INPUT DATA START

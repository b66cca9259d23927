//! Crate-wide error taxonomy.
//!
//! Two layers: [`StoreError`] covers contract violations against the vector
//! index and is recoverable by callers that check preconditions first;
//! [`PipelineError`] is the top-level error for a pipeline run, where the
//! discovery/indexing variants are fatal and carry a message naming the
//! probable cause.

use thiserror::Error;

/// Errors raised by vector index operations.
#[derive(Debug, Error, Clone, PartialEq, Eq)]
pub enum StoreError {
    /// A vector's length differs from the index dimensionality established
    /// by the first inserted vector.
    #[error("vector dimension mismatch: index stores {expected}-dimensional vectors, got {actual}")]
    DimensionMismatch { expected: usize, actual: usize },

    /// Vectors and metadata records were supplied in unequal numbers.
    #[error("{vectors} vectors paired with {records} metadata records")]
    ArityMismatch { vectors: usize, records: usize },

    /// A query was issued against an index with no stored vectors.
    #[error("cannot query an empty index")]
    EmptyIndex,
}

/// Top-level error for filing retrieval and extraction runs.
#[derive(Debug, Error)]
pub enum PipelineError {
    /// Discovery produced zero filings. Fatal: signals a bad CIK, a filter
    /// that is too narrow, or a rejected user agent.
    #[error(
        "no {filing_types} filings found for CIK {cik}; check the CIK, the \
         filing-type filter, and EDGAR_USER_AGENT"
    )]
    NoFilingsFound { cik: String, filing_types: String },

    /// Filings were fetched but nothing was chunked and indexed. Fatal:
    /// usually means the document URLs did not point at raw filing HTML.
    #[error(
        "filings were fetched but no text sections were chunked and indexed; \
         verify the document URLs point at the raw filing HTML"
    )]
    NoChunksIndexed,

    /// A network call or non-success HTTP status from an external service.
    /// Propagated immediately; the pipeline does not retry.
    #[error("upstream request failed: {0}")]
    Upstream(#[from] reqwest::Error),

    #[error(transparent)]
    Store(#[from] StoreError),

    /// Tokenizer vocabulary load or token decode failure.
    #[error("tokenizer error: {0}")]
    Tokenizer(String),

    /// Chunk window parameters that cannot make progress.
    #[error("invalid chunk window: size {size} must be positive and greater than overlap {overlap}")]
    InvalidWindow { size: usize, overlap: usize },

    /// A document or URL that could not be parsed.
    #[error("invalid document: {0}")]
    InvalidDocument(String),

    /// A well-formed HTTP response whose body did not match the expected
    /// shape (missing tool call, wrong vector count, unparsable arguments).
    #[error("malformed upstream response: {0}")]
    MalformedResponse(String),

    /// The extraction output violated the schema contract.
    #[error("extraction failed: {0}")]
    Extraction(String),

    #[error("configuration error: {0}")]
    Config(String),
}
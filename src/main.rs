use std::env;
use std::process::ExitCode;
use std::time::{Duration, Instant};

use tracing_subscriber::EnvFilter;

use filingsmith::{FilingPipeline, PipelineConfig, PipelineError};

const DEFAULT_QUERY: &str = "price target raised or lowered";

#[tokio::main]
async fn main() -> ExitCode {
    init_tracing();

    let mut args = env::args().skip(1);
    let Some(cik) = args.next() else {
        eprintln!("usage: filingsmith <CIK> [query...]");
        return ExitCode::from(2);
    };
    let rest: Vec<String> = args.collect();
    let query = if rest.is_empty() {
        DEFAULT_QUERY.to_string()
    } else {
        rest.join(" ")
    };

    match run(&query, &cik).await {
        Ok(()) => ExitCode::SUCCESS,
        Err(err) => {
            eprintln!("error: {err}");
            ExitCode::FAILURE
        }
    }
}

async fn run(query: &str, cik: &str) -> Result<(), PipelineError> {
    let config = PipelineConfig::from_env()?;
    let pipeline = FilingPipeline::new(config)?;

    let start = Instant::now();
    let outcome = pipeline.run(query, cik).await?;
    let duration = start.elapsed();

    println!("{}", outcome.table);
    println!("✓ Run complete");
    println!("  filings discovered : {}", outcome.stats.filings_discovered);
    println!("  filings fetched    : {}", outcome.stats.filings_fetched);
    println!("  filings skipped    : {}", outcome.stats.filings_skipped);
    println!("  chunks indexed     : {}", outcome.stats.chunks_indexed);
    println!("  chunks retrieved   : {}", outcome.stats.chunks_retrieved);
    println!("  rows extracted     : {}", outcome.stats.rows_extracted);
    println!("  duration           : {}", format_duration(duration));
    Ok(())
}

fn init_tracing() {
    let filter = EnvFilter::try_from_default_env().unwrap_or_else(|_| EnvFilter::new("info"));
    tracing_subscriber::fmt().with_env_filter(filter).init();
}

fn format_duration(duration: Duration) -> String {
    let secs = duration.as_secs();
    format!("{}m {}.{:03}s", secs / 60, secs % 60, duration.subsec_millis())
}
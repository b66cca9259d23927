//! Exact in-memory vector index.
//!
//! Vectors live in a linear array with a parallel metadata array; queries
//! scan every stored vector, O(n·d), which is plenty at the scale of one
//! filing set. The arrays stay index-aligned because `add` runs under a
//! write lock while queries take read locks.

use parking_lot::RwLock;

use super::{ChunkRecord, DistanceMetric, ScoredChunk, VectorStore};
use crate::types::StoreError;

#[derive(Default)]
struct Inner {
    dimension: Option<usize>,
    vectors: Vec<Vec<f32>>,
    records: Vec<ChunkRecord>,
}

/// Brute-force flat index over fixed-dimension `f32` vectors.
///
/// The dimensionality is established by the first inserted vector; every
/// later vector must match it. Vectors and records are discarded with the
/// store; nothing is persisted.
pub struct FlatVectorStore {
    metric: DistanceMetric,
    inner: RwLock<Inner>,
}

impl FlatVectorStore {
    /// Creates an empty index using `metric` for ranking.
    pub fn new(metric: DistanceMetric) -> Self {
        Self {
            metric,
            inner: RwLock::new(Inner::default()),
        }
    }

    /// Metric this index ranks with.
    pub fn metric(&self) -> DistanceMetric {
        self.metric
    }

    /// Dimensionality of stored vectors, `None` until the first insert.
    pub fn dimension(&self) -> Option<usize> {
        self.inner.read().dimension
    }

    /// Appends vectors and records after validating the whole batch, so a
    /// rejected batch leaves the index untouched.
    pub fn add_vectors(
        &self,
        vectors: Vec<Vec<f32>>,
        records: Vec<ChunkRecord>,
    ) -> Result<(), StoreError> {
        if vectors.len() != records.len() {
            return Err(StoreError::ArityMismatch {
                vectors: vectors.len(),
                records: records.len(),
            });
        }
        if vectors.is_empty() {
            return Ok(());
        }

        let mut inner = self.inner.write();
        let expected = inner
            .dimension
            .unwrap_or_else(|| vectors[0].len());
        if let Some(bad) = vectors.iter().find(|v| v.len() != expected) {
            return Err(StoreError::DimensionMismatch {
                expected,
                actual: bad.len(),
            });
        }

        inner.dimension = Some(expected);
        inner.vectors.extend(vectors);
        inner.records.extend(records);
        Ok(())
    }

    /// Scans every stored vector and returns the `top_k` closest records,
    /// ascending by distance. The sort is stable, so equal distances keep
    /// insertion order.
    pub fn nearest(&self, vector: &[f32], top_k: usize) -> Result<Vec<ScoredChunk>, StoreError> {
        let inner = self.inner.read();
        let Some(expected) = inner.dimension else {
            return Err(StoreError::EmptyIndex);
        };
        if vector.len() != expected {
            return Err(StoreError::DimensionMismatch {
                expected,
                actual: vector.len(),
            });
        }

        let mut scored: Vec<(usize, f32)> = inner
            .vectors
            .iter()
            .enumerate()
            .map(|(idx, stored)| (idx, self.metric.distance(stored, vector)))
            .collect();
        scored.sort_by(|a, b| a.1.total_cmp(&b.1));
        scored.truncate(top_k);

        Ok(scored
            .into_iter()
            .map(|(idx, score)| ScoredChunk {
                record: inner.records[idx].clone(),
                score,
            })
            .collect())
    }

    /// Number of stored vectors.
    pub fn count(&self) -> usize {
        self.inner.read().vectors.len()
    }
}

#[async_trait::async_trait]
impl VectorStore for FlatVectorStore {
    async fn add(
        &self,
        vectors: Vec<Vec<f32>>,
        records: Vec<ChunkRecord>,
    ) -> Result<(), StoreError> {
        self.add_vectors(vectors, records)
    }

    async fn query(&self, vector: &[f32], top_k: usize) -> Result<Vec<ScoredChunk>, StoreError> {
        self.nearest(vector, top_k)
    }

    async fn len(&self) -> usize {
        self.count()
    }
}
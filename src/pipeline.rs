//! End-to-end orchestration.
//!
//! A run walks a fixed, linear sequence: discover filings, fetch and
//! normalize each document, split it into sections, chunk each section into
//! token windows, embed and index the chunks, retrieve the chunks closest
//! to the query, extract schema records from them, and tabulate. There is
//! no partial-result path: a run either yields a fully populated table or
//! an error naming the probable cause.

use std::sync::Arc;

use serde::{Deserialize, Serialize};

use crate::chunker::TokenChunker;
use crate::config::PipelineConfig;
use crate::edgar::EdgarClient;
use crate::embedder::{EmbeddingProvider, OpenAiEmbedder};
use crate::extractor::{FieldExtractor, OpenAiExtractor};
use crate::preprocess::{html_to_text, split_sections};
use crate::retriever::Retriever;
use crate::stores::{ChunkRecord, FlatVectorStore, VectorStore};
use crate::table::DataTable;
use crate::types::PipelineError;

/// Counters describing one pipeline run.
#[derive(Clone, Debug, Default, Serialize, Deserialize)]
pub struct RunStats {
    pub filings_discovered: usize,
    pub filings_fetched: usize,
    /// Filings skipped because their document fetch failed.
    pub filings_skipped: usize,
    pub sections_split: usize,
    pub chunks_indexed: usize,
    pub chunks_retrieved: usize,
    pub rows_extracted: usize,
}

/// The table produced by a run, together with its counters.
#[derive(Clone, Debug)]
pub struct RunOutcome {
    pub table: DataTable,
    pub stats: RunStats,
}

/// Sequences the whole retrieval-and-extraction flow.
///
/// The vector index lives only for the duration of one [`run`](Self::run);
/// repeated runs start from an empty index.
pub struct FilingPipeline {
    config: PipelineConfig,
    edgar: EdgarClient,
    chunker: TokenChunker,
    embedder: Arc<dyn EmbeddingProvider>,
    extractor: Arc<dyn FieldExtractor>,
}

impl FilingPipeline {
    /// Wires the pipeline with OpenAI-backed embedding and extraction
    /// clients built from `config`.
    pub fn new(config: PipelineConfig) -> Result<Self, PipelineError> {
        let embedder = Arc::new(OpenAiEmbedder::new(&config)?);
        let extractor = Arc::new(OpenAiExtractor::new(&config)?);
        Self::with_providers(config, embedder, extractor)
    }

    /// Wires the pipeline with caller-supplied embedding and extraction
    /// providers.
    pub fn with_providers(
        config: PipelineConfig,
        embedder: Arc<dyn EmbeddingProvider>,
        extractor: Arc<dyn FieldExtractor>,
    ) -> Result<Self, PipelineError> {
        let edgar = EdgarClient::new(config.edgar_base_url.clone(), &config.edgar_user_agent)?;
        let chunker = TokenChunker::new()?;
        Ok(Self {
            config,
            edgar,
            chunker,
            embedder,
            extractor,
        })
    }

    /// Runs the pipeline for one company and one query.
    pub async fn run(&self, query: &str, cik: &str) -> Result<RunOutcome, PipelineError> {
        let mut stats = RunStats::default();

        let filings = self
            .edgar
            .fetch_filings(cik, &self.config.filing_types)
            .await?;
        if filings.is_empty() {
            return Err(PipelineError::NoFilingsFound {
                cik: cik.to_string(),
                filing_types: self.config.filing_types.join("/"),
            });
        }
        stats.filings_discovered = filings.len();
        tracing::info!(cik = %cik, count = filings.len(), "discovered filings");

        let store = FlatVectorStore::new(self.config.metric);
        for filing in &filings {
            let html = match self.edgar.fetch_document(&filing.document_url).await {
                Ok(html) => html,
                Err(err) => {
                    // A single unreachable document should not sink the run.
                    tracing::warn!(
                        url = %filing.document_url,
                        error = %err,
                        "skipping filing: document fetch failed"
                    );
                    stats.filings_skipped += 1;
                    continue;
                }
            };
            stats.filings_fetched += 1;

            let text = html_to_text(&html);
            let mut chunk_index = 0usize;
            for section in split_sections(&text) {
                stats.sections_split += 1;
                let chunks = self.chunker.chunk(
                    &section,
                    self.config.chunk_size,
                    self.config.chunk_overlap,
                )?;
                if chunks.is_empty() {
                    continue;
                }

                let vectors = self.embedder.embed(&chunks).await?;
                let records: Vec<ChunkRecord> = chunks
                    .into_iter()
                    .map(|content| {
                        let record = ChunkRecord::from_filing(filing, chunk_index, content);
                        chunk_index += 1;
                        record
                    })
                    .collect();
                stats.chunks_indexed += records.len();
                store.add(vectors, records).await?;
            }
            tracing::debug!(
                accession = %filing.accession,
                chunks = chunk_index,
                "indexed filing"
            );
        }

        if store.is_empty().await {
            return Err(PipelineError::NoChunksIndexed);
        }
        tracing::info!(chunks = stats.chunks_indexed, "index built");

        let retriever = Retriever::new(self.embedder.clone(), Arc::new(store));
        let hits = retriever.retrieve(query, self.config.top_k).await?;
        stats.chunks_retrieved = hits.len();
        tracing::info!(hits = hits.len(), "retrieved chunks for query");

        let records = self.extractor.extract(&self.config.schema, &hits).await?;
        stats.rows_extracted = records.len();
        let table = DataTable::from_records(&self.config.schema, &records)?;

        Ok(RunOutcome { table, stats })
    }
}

INPUT DATA END

=== WHAT YOU WILL DO ===
Which lines above carry the string "ExitCode"? Copy those lines.

=== TASK RESULT ===
use std::process::ExitCode;
async fn main() -> ExitCode {
        return ExitCode::from(2);
        Ok(()) => ExitCode::SUCCESS,
            ExitCode::FAILURE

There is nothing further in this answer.